Measurement times for the first-generation prototype systems range from 2 to 3 minutes for a single-point spectrum to as much as 1 hour for tomography. Even with these early implementations, applications to anesthetized animals are expanding. It is likely that this technology can be used to reduce the number of laboratory animals that must be euthanized in longitudinal studies of new devices or pharmaceuticals. This should be particularly beneficial in reducing interanimal variation and in reducing study costs associated with managing large animals such as dogs, sheep, or monkeys. It is still too early to estimate how much development will be needed before clinically important measurements such as prediction of fracture risk of osteoporotic bone can be made on human subjects in clinically acceptable timeframes.

Discussion

This review surveys the basic properties of bone Raman spectra and the relations of observable bands to composition-related contributors to bone quality. The goal is to alert the reader to a lively field of physical science whose methodology can address important issues in orthopaedics. Applications to a range of problems in basic bone biology, biomechanics, and bone disorders are summarized. New experimental methods that allow noninvasive measurements of bone quality are introduced, although further development is needed before they are ready for clinical use.

We show Raman spectroscopy provides essentially the same composition-related information that is available in FTIR spectra and emphasize the strengths of Raman spectroscopy as a bone quality measurement tool, especially its applicability to fresh tissue, live animals, and even human subjects and its micron-level spatial resolution. We point out that Raman spectra are generally noisier than infrared spectra and acquisition times are usually longer as a consequence of low efficiency of Raman scattering and the limitations of the existing measurement technologies. The prospective user should be aware of the tradeoffs before choosing one spectroscopy or the other.

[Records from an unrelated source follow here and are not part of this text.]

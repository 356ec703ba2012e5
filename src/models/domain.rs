use serde::{Deserialize, Serialize};

/// A property listing loaded from the static listings file
#[derive(Debug, Clone, Serialize, Deserialize)]
pub struct Listing {
    /// Position in the listings file, assigned at load time
    #[serde(default)]
    pub id: usize,
    pub name: String,
    pub address: String,
    pub price: u64,
    pub lat: f64,
    pub lng: f64,
    #[serde(default)]
    pub bedrooms: Option<u8>,
    #[serde(default)]
    pub images: Vec<String>,
    #[serde(default)]
    pub onsite_facilities: Option<OnsiteFacilities>,
}

impl Listing {
    /// Helper to get the pool flag, defaulting to false
    pub fn has_pool(&self) -> bool {
        self.onsite_facilities.as_ref().map_or(false, |f| f.pool)
    }

    /// Helper to get the gym flag, defaulting to false
    pub fn has_gym(&self) -> bool {
        self.onsite_facilities.as_ref().map_or(false, |f| f.gym)
    }
}

/// Facilities on the listing's own grounds
#[derive(Debug, Clone, Serialize, Deserialize)]
pub struct OnsiteFacilities {
    #[serde(default)]
    pub pool: bool,
    #[serde(default)]
    pub gym: bool,
}

/// One element of an Overpass query result
///
/// Transient: lives for a single fetch cycle.
#[derive(Debug, Clone, Serialize, Deserialize)]
pub struct AmenityElement {
    pub lat: f64,
    pub lon: f64,
    #[serde(default)]
    pub tags: AmenityTags,
}

/// The subset of OSM tags the reducer looks at
#[derive(Debug, Clone, Default, Serialize, Deserialize)]
pub struct AmenityTags {
    #[serde(default, skip_serializing_if = "Option::is_none")]
    pub amenity: Option<String>,
    #[serde(default, skip_serializing_if = "Option::is_none")]
    pub railway: Option<String>,
    #[serde(default, skip_serializing_if = "Option::is_none")]
    pub public_transport: Option<String>,
    #[serde(default, skip_serializing_if = "Option::is_none")]
    pub name: Option<String>,
}

/// Amenity category a result element classifies into
#[derive(Debug, Clone, Copy, PartialEq, Eq, Serialize, Deserialize)]
#[serde(rename_all = "lowercase")]
pub enum AmenityCategory {
    School,
    Transit,
    Hospital,
}

impl AmenityCategory {
    /// Fallback marker label when the element carries no name tag
    pub fn default_label(&self) -> &'static str {
        match self {
            AmenityCategory::School => "School",
            AmenityCategory::Transit => "MRT Station",
            AmenityCategory::Hospital => "Hospital",
        }
    }
}

/// Amenity summary for one listing
///
/// A pure function of the amenity result set and the listing's coordinates,
/// recomputed in full on every request. Distances are kilometers rounded to
/// two decimal places.
#[derive(Debug, Clone, PartialEq, Serialize, Deserialize)]
pub struct AmenitySummary {
    pub schools: u32,
    #[serde(rename = "nearestMrtKm")]
    pub nearest_mrt_km: Option<f64>,
    #[serde(rename = "nearestHospitalKm")]
    pub nearest_hospital_km: Option<f64>,
}

/// A map marker for one amenity, ready for the client to plot
#[derive(Debug, Clone, Serialize, Deserialize)]
pub struct AmenityMarker {
    pub lat: f64,
    pub lon: f64,
    pub category: AmenityCategory,
    pub label: String,
    #[serde(rename = "distanceKm")]
    pub distance_km: f64,
}

/// Buyer category used by the listing filter pass
#[derive(Debug, Clone, Copy, PartialEq, Eq, Serialize, Deserialize)]
#[serde(rename_all = "lowercase")]
pub enum BuyerType {
    Any,
    Single,
    Family,
}

/// Criteria for the listing filter scan
#[derive(Debug, Clone, Default)]
pub struct ListingFilter {
    pub max_budget: Option<u64>,
    pub buyer_type: Option<BuyerType>,
}

/// Search radii in meters for the two Overpass queries
#[derive(Debug, Clone, Copy)]
pub struct SearchRadii {
    pub school_m: u32,
    pub transit_m: u32,
    pub hospital_m: u32,
}

impl Default for SearchRadii {
    fn default() -> Self {
        Self {
            school_m: 800,
            transit_m: 1000,
            hospital_m: 5000,
        }
    }
}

We have summarized the current status of Raman correlations with bone properties. Proper validation of these correlations is only now underway, and there is still some disagreement about how to measure at least one important metric: mineral-to-matrix ratio. An informal consensus is forming around use of proline and hydroxyproline bands in the 830 to 880 cm−1 spectral range as measures of matrix content, but further validation is needed. At the basic science level, full validation of all of the proposed correlations is the greatest unmet need in bone Raman spectroscopy.

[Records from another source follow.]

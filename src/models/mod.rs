// Model exports
pub mod domain;
pub mod requests;
pub mod responses;

pub use domain::{
    AmenityCategory, AmenityElement, AmenityMarker, AmenitySummary, AmenityTags, BuyerType,
    Listing, ListingFilter, OnsiteFacilities, SearchRadii,
};
pub use requests::ListingsQuery;
pub use responses::{AmenitiesResponse, ErrorResponse, HealthResponse, ListingsResponse};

We have summarized a few practical applications that have been addressed by Raman spectroscopy. For the clinician, the evidence pointing to the possibility that fracture risk information may be inherent in bone Raman spectra and the demonstration that Raman spectroscopy can identify necrotic bone tissue may be especially interesting. These findings suggest important diagnostic roles for bone Raman spectroscopy may emerge.

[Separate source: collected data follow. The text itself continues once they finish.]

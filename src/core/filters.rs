use crate::models::{BuyerType, Listing, ListingFilter};

/// Check if a listing passes the viewer's filter controls
///
/// Two criteria, mirroring the budget slider and the buyer selector:
/// a price ceiling hides anything priced above it, and the family buyer
/// category hides listings that report fewer than two bedrooms. Listings
/// without a bedroom count pass the family check.
#[inline]
pub fn matches_filter(listing: &Listing, filter: &ListingFilter) -> bool {
    if let Some(max_budget) = filter.max_budget {
        if listing.price > max_budget {
            return false;
        }
    }

    if filter.buyer_type == Some(BuyerType::Family) {
        if let Some(bedrooms) = listing.bedrooms {
            if bedrooms < 2 {
                return false;
            }
        }
    }

    true
}

/// Apply the filter pass as a linear scan over the listing set
pub fn apply_filters<'a>(listings: &'a [Listing], filter: &ListingFilter) -> Vec<&'a Listing> {
    listings
        .iter()
        .filter(|listing| matches_filter(listing, filter))
        .collect()
}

The recent demonstration of noninvasive bone Raman spectroscopy and tomography is especially exciting. The prospect of an information-rich methodology that uses compact and relatively inexpensive instruments, which does not use ionizing radiation, bears close watching. There are still only a few laboratories working in this field and questions of penetration depth and measurement time are still unresolved. Already, Raman spectroscopy and tomography have reached depths 2 to 3 cm below the skin. At these penetration depths, Raman measurements at clinically important sites, including the distal radius, are possible. With further validation and engineering development, an important new clinical tool may emerge.

Finally, what emerges from this review is that bone Raman spectroscopy has proven its worth in the basic science laboratories and is only now entering the translational phase. Basic scientists still need to put more emphasis on validation studies. Engineers are needed to design instruments that can be operated by technicians and that generate outputs in the language of orthopaedics.